[Opening Input data section]

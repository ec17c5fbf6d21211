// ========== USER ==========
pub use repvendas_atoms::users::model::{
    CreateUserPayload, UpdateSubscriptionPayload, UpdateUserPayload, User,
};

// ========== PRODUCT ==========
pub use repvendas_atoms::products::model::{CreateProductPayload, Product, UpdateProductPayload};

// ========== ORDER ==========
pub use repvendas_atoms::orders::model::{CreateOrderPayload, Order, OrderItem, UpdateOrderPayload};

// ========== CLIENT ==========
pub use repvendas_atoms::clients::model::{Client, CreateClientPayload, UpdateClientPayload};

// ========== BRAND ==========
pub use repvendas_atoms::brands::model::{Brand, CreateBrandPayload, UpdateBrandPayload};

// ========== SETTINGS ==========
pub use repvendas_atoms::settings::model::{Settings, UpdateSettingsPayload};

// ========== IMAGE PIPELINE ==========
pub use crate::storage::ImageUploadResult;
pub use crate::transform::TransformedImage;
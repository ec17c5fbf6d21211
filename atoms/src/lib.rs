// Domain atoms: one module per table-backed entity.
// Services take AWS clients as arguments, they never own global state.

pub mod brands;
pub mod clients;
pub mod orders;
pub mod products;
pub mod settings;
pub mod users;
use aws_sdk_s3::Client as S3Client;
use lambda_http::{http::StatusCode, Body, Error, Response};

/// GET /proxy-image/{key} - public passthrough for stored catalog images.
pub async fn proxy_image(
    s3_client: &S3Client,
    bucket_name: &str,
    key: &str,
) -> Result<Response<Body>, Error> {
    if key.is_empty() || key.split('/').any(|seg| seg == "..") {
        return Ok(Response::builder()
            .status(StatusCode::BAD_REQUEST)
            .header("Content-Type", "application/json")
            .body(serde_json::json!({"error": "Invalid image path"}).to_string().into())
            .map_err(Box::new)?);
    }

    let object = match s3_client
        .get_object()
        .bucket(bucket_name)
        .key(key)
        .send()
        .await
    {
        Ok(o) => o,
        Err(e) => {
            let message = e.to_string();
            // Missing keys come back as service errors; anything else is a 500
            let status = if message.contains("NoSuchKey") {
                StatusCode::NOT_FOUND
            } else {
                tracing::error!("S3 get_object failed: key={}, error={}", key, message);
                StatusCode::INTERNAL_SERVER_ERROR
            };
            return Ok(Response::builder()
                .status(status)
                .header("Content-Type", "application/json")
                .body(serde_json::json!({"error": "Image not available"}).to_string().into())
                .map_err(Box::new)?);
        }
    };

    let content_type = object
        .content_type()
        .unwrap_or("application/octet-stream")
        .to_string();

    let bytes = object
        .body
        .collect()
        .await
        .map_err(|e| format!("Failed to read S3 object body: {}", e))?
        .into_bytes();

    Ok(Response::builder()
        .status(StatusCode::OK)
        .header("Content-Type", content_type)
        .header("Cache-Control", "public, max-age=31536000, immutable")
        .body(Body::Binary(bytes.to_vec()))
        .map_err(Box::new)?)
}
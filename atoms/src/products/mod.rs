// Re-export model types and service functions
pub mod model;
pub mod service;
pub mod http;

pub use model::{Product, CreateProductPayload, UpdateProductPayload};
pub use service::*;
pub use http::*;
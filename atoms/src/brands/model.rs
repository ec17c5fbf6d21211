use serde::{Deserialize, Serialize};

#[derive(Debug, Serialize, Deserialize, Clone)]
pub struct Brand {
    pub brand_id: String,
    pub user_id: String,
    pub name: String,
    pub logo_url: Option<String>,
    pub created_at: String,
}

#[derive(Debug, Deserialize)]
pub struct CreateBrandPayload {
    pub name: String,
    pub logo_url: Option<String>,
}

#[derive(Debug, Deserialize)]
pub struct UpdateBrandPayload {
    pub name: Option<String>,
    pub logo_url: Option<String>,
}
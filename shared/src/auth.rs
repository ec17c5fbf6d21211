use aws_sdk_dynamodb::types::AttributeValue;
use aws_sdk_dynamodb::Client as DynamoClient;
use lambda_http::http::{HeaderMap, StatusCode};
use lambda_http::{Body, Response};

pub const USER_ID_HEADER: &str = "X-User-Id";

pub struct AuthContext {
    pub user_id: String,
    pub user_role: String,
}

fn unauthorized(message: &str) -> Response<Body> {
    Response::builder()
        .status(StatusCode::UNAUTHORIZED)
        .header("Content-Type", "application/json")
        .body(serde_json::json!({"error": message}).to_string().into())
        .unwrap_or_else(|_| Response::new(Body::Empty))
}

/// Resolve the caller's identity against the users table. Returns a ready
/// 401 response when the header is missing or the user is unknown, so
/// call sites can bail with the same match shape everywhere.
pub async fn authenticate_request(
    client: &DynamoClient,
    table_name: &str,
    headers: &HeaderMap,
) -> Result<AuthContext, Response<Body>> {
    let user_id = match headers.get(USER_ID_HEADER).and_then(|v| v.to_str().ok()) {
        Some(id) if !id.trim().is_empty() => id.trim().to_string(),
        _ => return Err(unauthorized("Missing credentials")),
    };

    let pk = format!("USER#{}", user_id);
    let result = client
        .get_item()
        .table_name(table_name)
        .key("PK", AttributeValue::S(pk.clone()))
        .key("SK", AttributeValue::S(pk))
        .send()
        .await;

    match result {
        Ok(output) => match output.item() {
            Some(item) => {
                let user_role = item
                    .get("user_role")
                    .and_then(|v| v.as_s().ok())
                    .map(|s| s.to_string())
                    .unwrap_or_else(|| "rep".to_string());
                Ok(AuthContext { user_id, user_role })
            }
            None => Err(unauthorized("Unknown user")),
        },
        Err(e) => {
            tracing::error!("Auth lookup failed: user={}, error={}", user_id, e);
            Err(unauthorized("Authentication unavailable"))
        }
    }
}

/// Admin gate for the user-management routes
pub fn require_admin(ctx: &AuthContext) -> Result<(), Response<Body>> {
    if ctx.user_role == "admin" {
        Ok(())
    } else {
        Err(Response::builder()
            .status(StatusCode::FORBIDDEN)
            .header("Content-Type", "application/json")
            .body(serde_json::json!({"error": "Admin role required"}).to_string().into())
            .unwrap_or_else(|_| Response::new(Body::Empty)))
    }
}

[Closing Input data section]
[Opening Input data section]

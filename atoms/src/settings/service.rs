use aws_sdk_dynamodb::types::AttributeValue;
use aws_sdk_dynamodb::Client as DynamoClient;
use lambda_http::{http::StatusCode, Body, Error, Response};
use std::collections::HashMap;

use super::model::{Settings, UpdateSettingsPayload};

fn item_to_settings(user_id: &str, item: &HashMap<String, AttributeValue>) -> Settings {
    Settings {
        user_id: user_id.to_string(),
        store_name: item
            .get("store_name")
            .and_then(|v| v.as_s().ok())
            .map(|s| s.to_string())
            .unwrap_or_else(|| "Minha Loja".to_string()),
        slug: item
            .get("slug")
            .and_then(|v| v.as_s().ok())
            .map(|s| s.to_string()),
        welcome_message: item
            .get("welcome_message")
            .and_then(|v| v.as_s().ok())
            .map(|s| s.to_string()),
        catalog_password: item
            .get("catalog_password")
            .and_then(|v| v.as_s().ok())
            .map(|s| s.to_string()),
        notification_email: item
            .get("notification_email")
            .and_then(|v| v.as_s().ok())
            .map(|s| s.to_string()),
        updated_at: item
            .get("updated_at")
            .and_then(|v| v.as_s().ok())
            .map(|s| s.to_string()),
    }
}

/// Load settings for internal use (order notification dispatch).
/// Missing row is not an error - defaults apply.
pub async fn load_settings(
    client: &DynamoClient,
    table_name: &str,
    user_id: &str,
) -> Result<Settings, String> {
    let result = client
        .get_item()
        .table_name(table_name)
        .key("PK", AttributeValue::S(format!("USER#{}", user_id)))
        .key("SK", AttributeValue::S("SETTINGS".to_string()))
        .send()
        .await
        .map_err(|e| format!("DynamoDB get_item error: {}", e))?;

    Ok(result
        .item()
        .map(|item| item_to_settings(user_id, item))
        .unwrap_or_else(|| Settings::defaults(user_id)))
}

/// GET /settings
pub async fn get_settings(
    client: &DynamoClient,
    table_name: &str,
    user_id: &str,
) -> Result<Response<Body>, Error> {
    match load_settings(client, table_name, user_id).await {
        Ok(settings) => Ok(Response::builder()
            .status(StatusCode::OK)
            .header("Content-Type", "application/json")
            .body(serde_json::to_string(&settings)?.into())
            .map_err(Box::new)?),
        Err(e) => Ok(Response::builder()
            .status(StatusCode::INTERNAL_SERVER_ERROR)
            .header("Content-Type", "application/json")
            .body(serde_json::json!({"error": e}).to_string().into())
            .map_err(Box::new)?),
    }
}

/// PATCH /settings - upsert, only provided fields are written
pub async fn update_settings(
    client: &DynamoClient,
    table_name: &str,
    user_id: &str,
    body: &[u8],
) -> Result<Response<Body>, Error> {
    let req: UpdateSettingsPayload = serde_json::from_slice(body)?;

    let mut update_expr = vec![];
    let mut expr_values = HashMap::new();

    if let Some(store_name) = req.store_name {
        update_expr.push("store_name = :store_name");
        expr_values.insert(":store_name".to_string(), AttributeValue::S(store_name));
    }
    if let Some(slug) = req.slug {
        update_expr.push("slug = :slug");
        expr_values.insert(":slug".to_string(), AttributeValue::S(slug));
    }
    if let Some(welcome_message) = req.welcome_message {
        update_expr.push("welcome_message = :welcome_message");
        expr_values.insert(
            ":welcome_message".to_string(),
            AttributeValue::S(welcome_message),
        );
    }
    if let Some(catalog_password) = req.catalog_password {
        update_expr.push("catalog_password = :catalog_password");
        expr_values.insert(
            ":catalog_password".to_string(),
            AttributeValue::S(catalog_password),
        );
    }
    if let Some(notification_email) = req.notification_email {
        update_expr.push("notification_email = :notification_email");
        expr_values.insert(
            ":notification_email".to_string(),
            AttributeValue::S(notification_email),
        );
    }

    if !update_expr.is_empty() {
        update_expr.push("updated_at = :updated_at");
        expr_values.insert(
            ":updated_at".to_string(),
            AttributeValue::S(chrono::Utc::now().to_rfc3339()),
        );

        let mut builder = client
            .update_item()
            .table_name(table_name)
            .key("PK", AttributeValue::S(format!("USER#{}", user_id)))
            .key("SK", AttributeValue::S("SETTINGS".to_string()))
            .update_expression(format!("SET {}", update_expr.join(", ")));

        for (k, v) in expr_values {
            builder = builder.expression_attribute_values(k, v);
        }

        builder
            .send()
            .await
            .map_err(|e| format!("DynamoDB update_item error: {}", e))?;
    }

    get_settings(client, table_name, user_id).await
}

[Closing Input data section]

▸ **Your goal**: Search the records for lines holding the word "clients", then copy each line you find.

▸ **Answer section**:
pub use repvendas_atoms::clients::model::{Client, CreateClientPayload, UpdateClientPayload};
// Services take AWS clients as arguments, they never own global state.
pub mod clients;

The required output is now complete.